When the Evangelical Lutheran Church in America voted in 2009 to allow member churches to perform weddings for same-sex couples without violating church law. And when Minnesota enacted marriage equality is opened the door for churches engaged in social justice or with LGBT members to support equality directly.
As the La Crosse Tribune reports, that’s an issue the Prince of Peace Lutheran Church in La Crescent, Minn., wrestled with for more than a year.
“Then you had to ask the question, ‘Why should somebody who was baptized, confirmed and raised as a member not have the right to be married in the church of his or her upbringing?’” Johnson said. “That’s a harder question to answer.”

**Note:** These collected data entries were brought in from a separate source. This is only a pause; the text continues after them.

//! End-to-end compile behavior: determinism, boundary cases, IR shape.

use chrono::Utc;
use flowscript::parser::{parse, CompileOptions};

fn compile(src: &str) -> flowscript::Ir {
    parse(src, "test.flow", CompileOptions::default(), Utc::now()).unwrap()
}

#[test]
fn empty_source_yields_empty_ir_with_version_set() {
    let ir = compile("");
    assert!(ir.nodes.is_empty());
    assert!(ir.relationships.is_empty());
    assert!(ir.states.is_empty());
    assert_eq!(ir.version, "1.0");
}

#[test]
fn single_statement_yields_one_node_no_relationships() {
    let ir = compile("just a thought with no operators");
    assert_eq!(ir.nodes.len(), 1);
    assert!(ir.relationships.is_empty());
}

#[test]
fn tab_in_indentation_fails_citing_the_line() {
    let src = "top\n\tindented with a tab";
    let err = parse(src, "test.flow", CompileOptions::default(), Utc::now()).unwrap_err();
    match err {
        flowscript::CompileError::Indent(flowscript::error::IndentError::TabInIndentation { line }) => {
            assert_eq!(line, 2);
        }
        other => panic!("expected TabInIndentation, got {other:?}"),
    }
}

#[test]
fn dedent_to_unseen_column_fails_listing_valid_columns() {
    let src = "top\n  one\n    two\n   bad";
    let err = parse(src, "test.flow", CompileOptions::default(), Utc::now()).unwrap_err();
    match err {
        flowscript::CompileError::Indent(flowscript::error::IndentError::InvalidDedent {
            column,
            valid_columns,
            ..
        }) => {
            assert_eq!(column, 3);
            assert!(!valid_columns.contains(&3));
        }
        other => panic!("expected InvalidDedent, got {other:?}"),
    }
}

#[test]
fn parse_is_deterministic_across_runs() {
    let src = "A -> B -> C\n? pick one\n  || x\n  || y";
    let ir1 = compile(src);
    let ir2 = compile(src);
    let json1 = serde_json::to_string(&ir1.nodes).unwrap();
    let json2 = serde_json::to_string(&ir2.nodes).unwrap();
    assert_eq!(json1, json2);
    assert_eq!(ir1.relationships, ir2.relationships);
}

#[test]
fn repeated_content_dedupes_to_one_node() {
    let ir = compile("A -> B\nA -> C");
    let a_count = ir.nodes.iter().filter(|n| n.content == "A").count();
    assert_eq!(a_count, 1);
}

#[test]
fn provenance_line_numbers_are_always_original_source_lines() {
    let src = "top\n  one\n  two\n  three";
    let ir = compile(src);
    let max_line = src.lines().count();
    for node in &ir.nodes {
        assert!(node.provenance.line_number >= 1 && node.provenance.line_number <= max_line);
    }
}

#[test]
fn vertical_and_horizontal_syntax_produce_equivalent_ir() {
    let vertical = "? q\n  || a\n  || b";
    let horizontal = "? q\n{|| a; || b}";
    let v = compile(vertical);
    let h = compile(horizontal);

    assert_eq!(v.nodes.len(), h.nodes.len());
    assert_eq!(v.relationships.len(), h.relationships.len());

    let v_ids: std::collections::BTreeSet<_> = v.nodes.iter().map(|n| (n.content.clone(), n.id.clone())).collect();
    let h_ids: std::collections::BTreeSet<_> = h.nodes.iter().map(|n| (n.content.clone(), n.id.clone())).collect();
    assert_eq!(v_ids, h_ids);

    let v_rels: std::collections::HashSet<_> = v
        .relationships
        .iter()
        .map(|r| (r.rel_type, r.source.clone(), r.target.clone()))
        .collect();
    let h_rels: std::collections::HashSet<_> = h
        .relationships
        .iter()
        .map(|r| (r.rel_type, r.source.clone(), r.target.clone()))
        .collect();
    assert_eq!(v_rels, h_rels);
}
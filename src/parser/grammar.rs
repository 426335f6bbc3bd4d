//! Recursive-descent semantic actions building IR directly from the scanner
//! (`spec.md` §4.3). Each function corresponds to one grammar production and
//! mutates the threaded [`ParserState`] rather than returning an AST.

use crate::error::ParseError;
use crate::ir::{Modifier, NodeType, RelationshipType};
use crate::lexer::scanner::node_type_for_marker;
use crate::lexer::{RelOp, Scanner};
use crate::parser::state::ParserState;
use std::collections::BTreeSet;

/// Parse an entire (already preprocessed) document.
pub fn parse_document(scanner: &mut Scanner, state: &mut ParserState) -> Result<(), ParseError> {
    parse_lines(scanner, state, false)
}

fn parse_lines(
    scanner: &mut Scanner,
    state: &mut ParserState,
    stop_at_rbrace: bool,
) -> Result<(), ParseError> {
    loop {
        scanner.skip_separators();
        if scanner.at_eof() {
            break;
        }
        if stop_at_rbrace && scanner.peek() == Some('}') {
            break;
        }
        parse_line(scanner, state)?;
    }
    Ok(())
}

fn line_is_over(scanner: &Scanner) -> bool {
    scanner.at_eof() || matches!(scanner.peek(), Some('\n') | Some('\r') | Some(';') | Some('}'))
}

fn parse_line(scanner: &mut Scanner, state: &mut ParserState) -> Result<(), ParseError> {
    let line = scanner.position().line;
    let mut modifiers = BTreeSet::new();
    while let Some(m) = scanner.consume_modifier() {
        modifiers.insert(m);
    }

    if let Some((state_type, fields)) = scanner.consume_state_marker()? {
        state.push_pending_state(state_type, fields, line);
        scanner.skip_inline_whitespace();
        if !line_is_over(scanner) {
            parse_remaining_content(scanner, state, modifiers, line)?;
        }
        return Ok(());
    }

    parse_remaining_content(scanner, state, modifiers, line)
}

fn parse_remaining_content(
    scanner: &mut Scanner,
    state: &mut ParserState,
    modifiers: BTreeSet<Modifier>,
    line: usize,
) -> Result<(), ParseError> {
    if let Some(marker) = scanner.consume_content_marker() {
        parse_marker_line(scanner, state, marker, modifiers, line)
    } else {
        parse_relationship_expression(scanner, state, modifiers, line)
    }
}

/// `marker TEXT Block? ContinuationRel*` (`spec.md` §4.3).
fn parse_marker_line(
    scanner: &mut Scanner,
    state: &mut ParserState,
    marker: crate::lexer::ContentMarker,
    modifiers: BTreeSet<Modifier>,
    line: usize,
) -> Result<(), ParseError> {
    let node_type = node_type_for_marker(&marker);
    let text = scanner.read_text_segment();
    let id = state.intern_node(node_type, text, modifiers, line);
    state.record_line_result(id.clone());

    scanner.skip_inline_whitespace();
    if scanner.peek() == Some('{') {
        state.reused_block_owners.insert(id.clone());
        parse_braced_content(scanner, state, Some(id.clone()))?;
    }

    parse_continuation_chain(scanner, state, id, line)
}

/// Consume `ContinuationRel*` from `source`, threading the chain tail.
fn parse_continuation_chain(
    scanner: &mut Scanner,
    state: &mut ParserState,
    mut source: String,
    line: usize,
) -> Result<(), ParseError> {
    loop {
        let Some(rel_op) = scanner.peek_rel_op() else {
            break;
        };
        let target = parse_rel_node(scanner, state, line)?;
        emit_relationship(state, &rel_op, source.clone(), target.clone(), line);
        state.record_line_result(target.clone());
        source = target;
    }
    Ok(())
}

/// `'{' BlockContent? '}'` attached to `owner` (`None` only for an anonymous
/// block's own frame is never the case here; callers always know an owner —
/// see [`parse_block`] for the node-creating variant).
fn parse_braced_content(
    scanner: &mut Scanner,
    state: &mut ParserState,
    owner: Option<String>,
) -> Result<(), ParseError> {
    if !scanner.consume_lbrace() {
        return Err(ParseError::new(scanner.position(), "expected '{'"));
    }
    state.push_frame(owner);
    parse_lines(scanner, state, true)?;
    state.pop_frame();
    if !scanner.consume_rbrace() {
        return Err(ParseError::new(scanner.position(), "expected '}'"));
    }
    Ok(())
}

/// A `Block` used as its own `RelNode`/line content: creates the anonymous
/// `block` node up front (its identity needs no content beyond its
/// modifiers) and parses its content into that node's frame.
fn parse_block(
    scanner: &mut Scanner,
    state: &mut ParserState,
    modifiers: BTreeSet<Modifier>,
    line: usize,
) -> Result<String, ParseError> {
    if scanner.peek() != Some('{') {
        return Err(ParseError::new(scanner.position(), "expected '{'"));
    }
    let block_id = state.intern_node(NodeType::Block, "", modifiers, line);
    parse_braced_content(scanner, state, Some(block_id.clone()))?;
    Ok(block_id)
}

/// `RelationshipExpression := RelNode (RelOp RelNode)*`, including the
/// owner-less `ContinuationRel`-only form (no leading `RelNode`).
fn parse_relationship_expression(
    scanner: &mut Scanner,
    state: &mut ParserState,
    modifiers: BTreeSet<Modifier>,
    line: usize,
) -> Result<(), ParseError> {
    scanner.skip_inline_whitespace();

    let source = if scanner.peek() == Some('{') {
        let block_id = parse_block(scanner, state, modifiers, line)?;
        state.record_line_result(block_id.clone());
        block_id
    } else {
        let text = scanner.read_text_segment();
        if !text.is_empty() {
            let id = state.intern_node(NodeType::Statement, text, modifiers, line);
            state.record_line_result(id.clone());
            id
        } else {
            resolve_implicit_source(state).ok_or_else(|| {
                ParseError::new(
                    scanner.position(),
                    "relationship operator with no preceding node",
                )
            })?
        }
    };

    parse_continuation_chain(scanner, state, source, line)
}

/// Source for an owner-less `ContinuationRel`: the last node completed in
/// this frame, or — when nothing has been parsed in this frame yet because
/// indentation wrapped the continuation in its own nested anonymous block —
/// the node that block itself continues from (walking past further
/// anonymous blocks if indentation nested more than one level deep).
fn resolve_implicit_source(state: &ParserState) -> Option<String> {
    if let Some(last) = state.current_last_node() {
        return Some(last);
    }
    let mut current = state.current_owner()?;
    while state.node_type_of(&current) == Some(NodeType::Block) {
        current = state.predecessor.get(&current).cloned()?;
    }
    Some(current)
}

fn parse_rel_node(
    scanner: &mut Scanner,
    state: &mut ParserState,
    line: usize,
) -> Result<String, ParseError> {
    scanner.skip_inline_whitespace();
    if scanner.peek() == Some('{') {
        return parse_block(scanner, state, BTreeSet::new(), line);
    }
    let text = scanner.read_text_segment();
    if text.is_empty() {
        return Err(ParseError::new(
            scanner.position(),
            "expected relationship operand",
        ));
    }
    Ok(state.intern_node(NodeType::Statement, text, BTreeSet::new(), line))
}

/// Build the relationship for one `RelOp` application (`spec.md` §4.3
/// "Relationship construction and orientation").
fn emit_relationship(
    state: &mut ParserState,
    rel_op: &RelOp,
    source: String,
    target: String,
    line: usize,
) {
    match rel_op {
        RelOp::Bidirectional => {
            state.intern_relationship(
                RelationshipType::Bidirectional,
                source,
                target,
                None,
                true,
                line,
            );
        }
        RelOp::Tension(axis) => {
            state.intern_relationship(
                RelationshipType::Tension,
                source,
                target,
                axis.clone(),
                false,
                line,
            );
        }
        other => {
            state.intern_relationship(
                other.relationship_type(),
                source,
                target,
                None,
                false,
                line,
            );
        }
    }
}

#[cfg(test)]
mod tests {
    use super::*;
    use crate::ir::NodeType;
    use crate::preprocess::{preprocess, PreprocessOptions};
    use chrono::Utc;

    fn parse_source(src: &str) -> ParserState {
        let pre = preprocess(src, PreprocessOptions::default()).unwrap();
        let mut scanner = Scanner::new(&pre.transformed_text, &pre.line_map);
        let mut state = ParserState::new("test.flow", Utc::now());
        parse_document(&mut scanner, &mut state).unwrap();
        state
    }

    #[test]
    fn causal_chain_produces_three_nodes_two_edges() {
        let state = parse_source("A -> B -> C");
        assert_eq!(state.nodes.len(), 3);
        assert_eq!(state.relationships.len(), 2);
        assert!(state
            .nodes
            .iter()
            .all(|n| n.node_type == NodeType::Statement));
    }

    #[test]
    fn unlabeled_tension_has_null_axis() {
        let state = parse_source("speed >< quality");
        assert_eq!(state.relationships.len(), 1);
        assert_eq!(state.relationships[0].axis_label, None);
    }

    #[test]
    fn bidirectional_edges_are_marked_feedback() {
        let state = parse_source("A <-> B\nB -> C");
        let bidi = state
            .relationships
            .iter()
            .find(|r| r.rel_type == RelationshipType::Bidirectional)
            .unwrap();
        assert!(bidi.feedback);
    }

    #[test]
    fn repeated_content_dedupes_to_one_node() {
        let state = parse_source("A -> B\nA -> C");
        let a_count = state.nodes.iter().filter(|n| n.content == "A").count();
        assert_eq!(a_count, 1);
    }

    /// A `ContinuationRel` wrapped in its own indentation-driven anonymous
    /// block must still attribute its source to the alternative it follows,
    /// not to that anonymous block.
    #[test]
    fn indented_continuation_under_alternative_attaches_to_alternative() {
        let state = parse_source("|| JWT tokens\n   -> stateless");
        let jwt = state.nodes.iter().find(|n| n.content == "JWT tokens").unwrap();
        let causes: Vec<_> = state
            .relationships
            .iter()
            .filter(|r| r.rel_type == RelationshipType::Causes)
            .collect();
        assert_eq!(causes.len(), 1);
        assert_eq!(causes[0].source, jwt.id);
        assert!(!state.nodes.iter().any(|n| n.node_type == NodeType::Block && n.id == causes[0].source));
    }
}
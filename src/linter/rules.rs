//! The nine `spec.md` §4.4 validation rules, trait-based per the teacher's
//! `ValidationRule` (`examples/cyrup-ai-yyaml/src/semantic/validation/rules.rs`):
//! one small struct per rule, all run over a single shared [`Adjacency`].

use crate::ir::{Ir, Node, NodeType, RelationshipType, State, StateType};
use crate::linter::diagnostic::{Diagnostic, Location};
use std::collections::{HashMap, HashSet};

/// Indexes built once per lint run and shared by every rule (`spec.md` §4.4
/// "the linter builds whatever indexes each needs from a common adjacency
/// built once").
pub struct Adjacency<'a> {
    ir: &'a Ir,
    by_id: HashMap<&'a str, &'a Node>,
    causes_out: HashMap<&'a str, Vec<&'a str>>,
    referenced: HashSet<&'a str>,
    states_by_node: HashMap<&'a str, Vec<&'a State>>,
}

impl<'a> Adjacency<'a> {
    pub fn build(ir: &'a Ir) -> Self {
        let by_id: HashMap<&str, &Node> = ir.nodes.iter().map(|n| (n.id.as_str(), n)).collect();

        let mut causes_out: HashMap<&str, Vec<&str>> = HashMap::new();
        let mut referenced: HashSet<&str> = HashSet::new();
        for rel in &ir.relationships {
            referenced.insert(rel.source.as_str());
            referenced.insert(rel.target.as_str());
            if rel.rel_type == RelationshipType::Causes && !rel.feedback {
                causes_out.entry(rel.source.as_str()).or_default().push(rel.target.as_str());
            }
        }
        for node in &ir.nodes {
            if let Some(ext) = &node.ext {
                referenced.extend(ext.children.iter().map(|c| c.as_str()));
            }
            referenced.extend(node.children.iter().map(|c| c.as_str()));
        }
        let mut states_by_node: HashMap<&str, Vec<&State>> = HashMap::new();
        for state in &ir.states {
            referenced.insert(state.node_id.as_str());
            states_by_node.entry(state.node_id.as_str()).or_default().push(state);
        }

        Self {
            ir,
            by_id,
            causes_out,
            referenced,
            states_by_node,
        }
    }

    fn location(&self, line: usize) -> Location {
        Location {
            file: self
                .ir
                .metadata
                .source_files
                .first()
                .cloned()
                .unwrap_or_default(),
            line,
        }
    }
}

pub trait LintRule {
    fn code(&self) -> &'static str;
    fn run(&self, adjacency: &Adjacency) -> Vec<Diagnostic>;
}

pub struct TensionMissingAxis;
impl LintRule for TensionMissingAxis {
    fn code(&self) -> &'static str {
        "E001"
    }
    fn run(&self, adj: &Adjacency) -> Vec<Diagnostic> {
        adj.ir
            .relationships
            .iter()
            .filter(|r| r.rel_type == RelationshipType::Tension)
            .filter(|r| r.axis_label.as_deref().is_none_or(str::is_empty))
            .map(|r| {
                Diagnostic::error(
                    self.code(),
                    format!(
                        "tension between '{}' and '{}' has no axis label",
                        r.source, r.target
                    ),
                    adj.location(r.provenance.line_number),
                )
                .with_suggestion("add `><[axis name]` instead of bare `><`")
            })
            .collect()
    }
}

pub struct RequiredStateFieldsMissing;
impl LintRule for RequiredStateFieldsMissing {
    fn code(&self) -> &'static str {
        "E002"
    }
    fn run(&self, adj: &Adjacency) -> Vec<Diagnostic> {
        adj.ir
            .states
            .iter()
            .map(|s| (s, s.missing_required_fields()))
            .filter(|(_, missing)| !missing.is_empty())
            .map(|(s, missing)| {
                Diagnostic::error(
                    self.code(),
                    format!(
                        "{} state is missing required field(s): {}",
                        s.state_type.as_str(),
                        missing.join(", ")
                    ),
                    adj.location(s.provenance.line_number),
                )
            })
            .collect()
    }
}

pub struct MultipleStatesOnOneNode;
impl LintRule for MultipleStatesOnOneNode {
    fn code(&self) -> &'static str {
        "E003"
    }
    fn run(&self, adj: &Adjacency) -> Vec<Diagnostic> {
        adj.states_by_node
            .iter()
            .filter(|(_, states)| states.len() > 1)
            .map(|(node_id, states)| {
                let line = states.iter().map(|s| s.provenance.line_number).min().unwrap_or(1);
                Diagnostic::error(
                    self.code(),
                    format!("node {node_id} carries {} states, at most one is allowed", states.len()),
                    adj.location(line),
                )
            })
            .collect()
    }
}

pub struct OrphanedNode;
impl LintRule for OrphanedNode {
    fn code(&self) -> &'static str {
        "E004"
    }
    fn run(&self, adj: &Adjacency) -> Vec<Diagnostic> {
        adj.ir
            .nodes
            .iter()
            .filter(|n| !matches!(n.node_type, NodeType::Action | NodeType::Completion))
            .filter(|n| !adj.referenced.contains(n.id.as_str()))
            .map(|n| {
                Diagnostic::error(
                    self.code(),
                    format!("{} node '{}' is not referenced by anything", n.node_type.as_str(), n.content),
                    adj.location(n.provenance.line_number),
                )
            })
            .collect()
    }
}

pub struct CausalCycle;
impl LintRule for CausalCycle {
    fn code(&self) -> &'static str {
        "E005"
    }
    fn run(&self, adj: &Adjacency) -> Vec<Diagnostic> {
        #[derive(PartialEq, Eq, Clone, Copy)]
        enum Color {
            White,
            Gray,
            Black,
        }
        let mut color: HashMap<&str, Color> = adj.by_id.keys().map(|&id| (id, Color::White)).collect();
        let mut stack: Vec<&str> = Vec::new();

        fn visit<'a>(
            node: &'a str,
            adj: &Adjacency<'a>,
            color: &mut HashMap<&'a str, Color>,
            stack: &mut Vec<&'a str>,
        ) -> Option<Vec<&'a str>> {
            color.insert(node, Color::Gray);
            stack.push(node);
            if let Some(next) = adj.causes_out.get(node) {
                for &n in next {
                    match color.get(n).copied().unwrap_or(Color::White) {
                        Color::White => {
                            if let Some(cycle) = visit(n, adj, color, stack) {
                                return Some(cycle);
                            }
                        }
                        Color::Gray => {
                            let start = stack.iter().position(|&x| x == n).unwrap_or(0);
                            let mut cycle: Vec<&str> = stack[start..].to_vec();
                            cycle.push(n);
                            return Some(cycle);
                        }
                        Color::Black => {}
                    }
                }
            }
            stack.pop();
            color.insert(node, Color::Black);
            None
        }

        for &id in adj.by_id.keys() {
            if color[id] == Color::White {
                if let Some(cycle) = visit(id, adj, &mut color, &mut stack) {
                    let contents: Vec<&str> = cycle
                        .iter()
                        .map(|&id| adj.by_id.get(id).map(|n| n.content.as_str()).unwrap_or(id))
                        .collect();
                    let line = adj.by_id.get(cycle[0]).map(|n| n.provenance.line_number).unwrap_or(1);
                    return vec![Diagnostic::error(
                        self.code(),
                        format!("causal cycle: {}", contents.join(" -> ")),
                        adj.location(line),
                    )];
                }
            }
        }
        Vec::new()
    }
}

pub struct AlternativesWithoutClosure;
impl LintRule for AlternativesWithoutClosure {
    fn code(&self) -> &'static str {
        "E006"
    }
    fn run(&self, adj: &Adjacency) -> Vec<Diagnostic> {
        let has_alternative = adj.ir.nodes.iter().any(|n| n.node_type == NodeType::Alternative);
        if !has_alternative {
            return Vec::new();
        }
        let has_decided = adj.ir.states.iter().any(|s| s.state_type == StateType::Decided);
        if has_decided {
            return Vec::new();
        }
        let has_parked_question = adj.ir.states.iter().any(|s| {
            s.state_type == StateType::Parking
                && adj.by_id.get(s.node_id.as_str()).is_some_and(|n| n.node_type == NodeType::Question)
        });
        if has_parked_question {
            return Vec::new();
        }
        vec![Diagnostic::error(
            self.code(),
            "alternatives exist but no `decided` state resolves them and the question is not `parking`",
            adj.location(1),
        )]
    }
}

pub struct ParkingMissingRecommendedFields;
impl LintRule for ParkingMissingRecommendedFields {
    fn code(&self) -> &'static str {
        "W001"
    }
    fn run(&self, adj: &Adjacency) -> Vec<Diagnostic> {
        adj.ir
            .states
            .iter()
            .filter(|s| s.state_type == StateType::Parking)
            .map(|s| (s, s.missing_recommended_fields()))
            .filter(|(_, missing)| !missing.is_empty())
            .map(|(s, missing)| {
                Diagnostic::warning(
                    self.code(),
                    format!("parking state is missing recommended field(s): {}", missing.join(", ")),
                    adj.location(s.provenance.line_number),
                )
            })
            .collect()
    }
}

pub struct DeepBlockNesting;
impl LintRule for DeepBlockNesting {
    fn code(&self) -> &'static str {
        "W002"
    }
    fn run(&self, adj: &Adjacency) -> Vec<Diagnostic> {
        fn depth<'a>(id: &'a str, adj: &Adjacency<'a>, memo: &mut HashMap<&'a str, usize>, visiting: &mut HashSet<&'a str>) -> usize {
            if let Some(&d) = memo.get(id) {
                return d;
            }
            if !visiting.insert(id) {
                return 0;
            }
            let node = adj.by_id.get(id);
            let d = match node {
                Some(n) if n.node_type == NodeType::Block => {
                    let children = n.ext.as_ref().map(|e| e.children.as_slice()).unwrap_or(&[]);
                    let best = children
                        .iter()
                        .map(|c| depth(c, adj, memo, visiting))
                        .max()
                        .unwrap_or(0);
                    1 + best
                }
                _ => 0,
            };
            visiting.remove(id);
            memo.insert(id, d);
            d
        }

        let mut memo = HashMap::new();
        let mut diags = Vec::new();
        for node in &adj.ir.nodes {
            if node.node_type != NodeType::Block {
                continue;
            }
            let mut visiting = HashSet::new();
            let d = depth(node.id.as_str(), adj, &mut memo, &mut visiting);
            if d > 5 {
                diags.push(Diagnostic::warning(
                    self.code(),
                    format!("block nesting depth {d} exceeds 5"),
                    adj.location(node.provenance.line_number),
                ));
            }
        }
        diags
    }
}

pub struct LongCausalChain;
impl LintRule for LongCausalChain {
    fn code(&self) -> &'static str {
        "W003"
    }
    fn run(&self, adj: &Adjacency) -> Vec<Diagnostic> {
        fn longest<'a>(
            id: &'a str,
            adj: &Adjacency<'a>,
            memo: &mut HashMap<&'a str, Vec<&'a str>>,
            visiting: &mut HashSet<&'a str>,
        ) -> Vec<&'a str> {
            if let Some(path) = memo.get(id) {
                return path.clone();
            }
            if !visiting.insert(id) {
                return vec![id];
            }
            let best = adj
                .causes_out
                .get(id)
                .into_iter()
                .flatten()
                .map(|&next| longest(next, adj, memo, visiting))
                .max_by_key(|p| p.len());
            visiting.remove(id);
            let mut path = vec![id];
            if let Some(mut rest) = best {
                path.append(&mut rest);
            }
            memo.insert(id, path.clone());
            path
        }

        let mut memo = HashMap::new();
        for &id in adj.by_id.keys() {
            let mut visiting = HashSet::new();
            let path = longest(id, adj, &mut memo, &mut visiting);
            if path.len() > 10 {
                let contents: Vec<&str> = path
                    .iter()
                    .map(|&id| adj.by_id.get(id).map(|n| n.content.as_str()).unwrap_or(id))
                    .collect();
                let line = adj.by_id.get(path[0]).map(|n| n.provenance.line_number).unwrap_or(1);
                return vec![Diagnostic::warning(
                    self.code(),
                    format!("causal chain of {} nodes: {}", path.len(), contents.join(" -> ")),
                    adj.location(line),
                )];
            }
        }
        Vec::new()
    }
}

/// All nine rules in `spec.md` §4.4 table order.
pub fn all_rules() -> Vec<Box<dyn LintRule>> {
    vec![
        Box::new(TensionMissingAxis),
        Box::new(RequiredStateFieldsMissing),
        Box::new(MultipleStatesOnOneNode),
        Box::new(OrphanedNode),
        Box::new(CausalCycle),
        Box::new(AlternativesWithoutClosure),
        Box::new(ParkingMissingRecommendedFields),
        Box::new(DeepBlockNesting),
        Box::new(LongCausalChain),
    ]
}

“So many of the Scriptures say, ‘welcome all’ and there’s lot of people looking for a church to extend a welcome to people who’ve been oppressed, who’ve been outsiders or outliers,” Woods added. “It’s a missional thing for us to say, ‘Welcome home.’”
WXOW reports that the church didn’t vote, but instead used an alternate practice to determine church policy on same-sex couples:
“We took about a year to have a discussion, knowing we didn’t want to vote on it because voting doesn’t change anybody’s mind, it just creates winners and losers,” Prince of Peace Pastor Mike Woods, said.
Instead, the church decided on a practice Woods calls “communal discernment,” where members of the church are able to meet in groups and discuss feelings and beliefs about the issue at hand.
“Each of us told our stories about how we came to what we believe about it,” he said. “Our best decisions come when many voices have input.”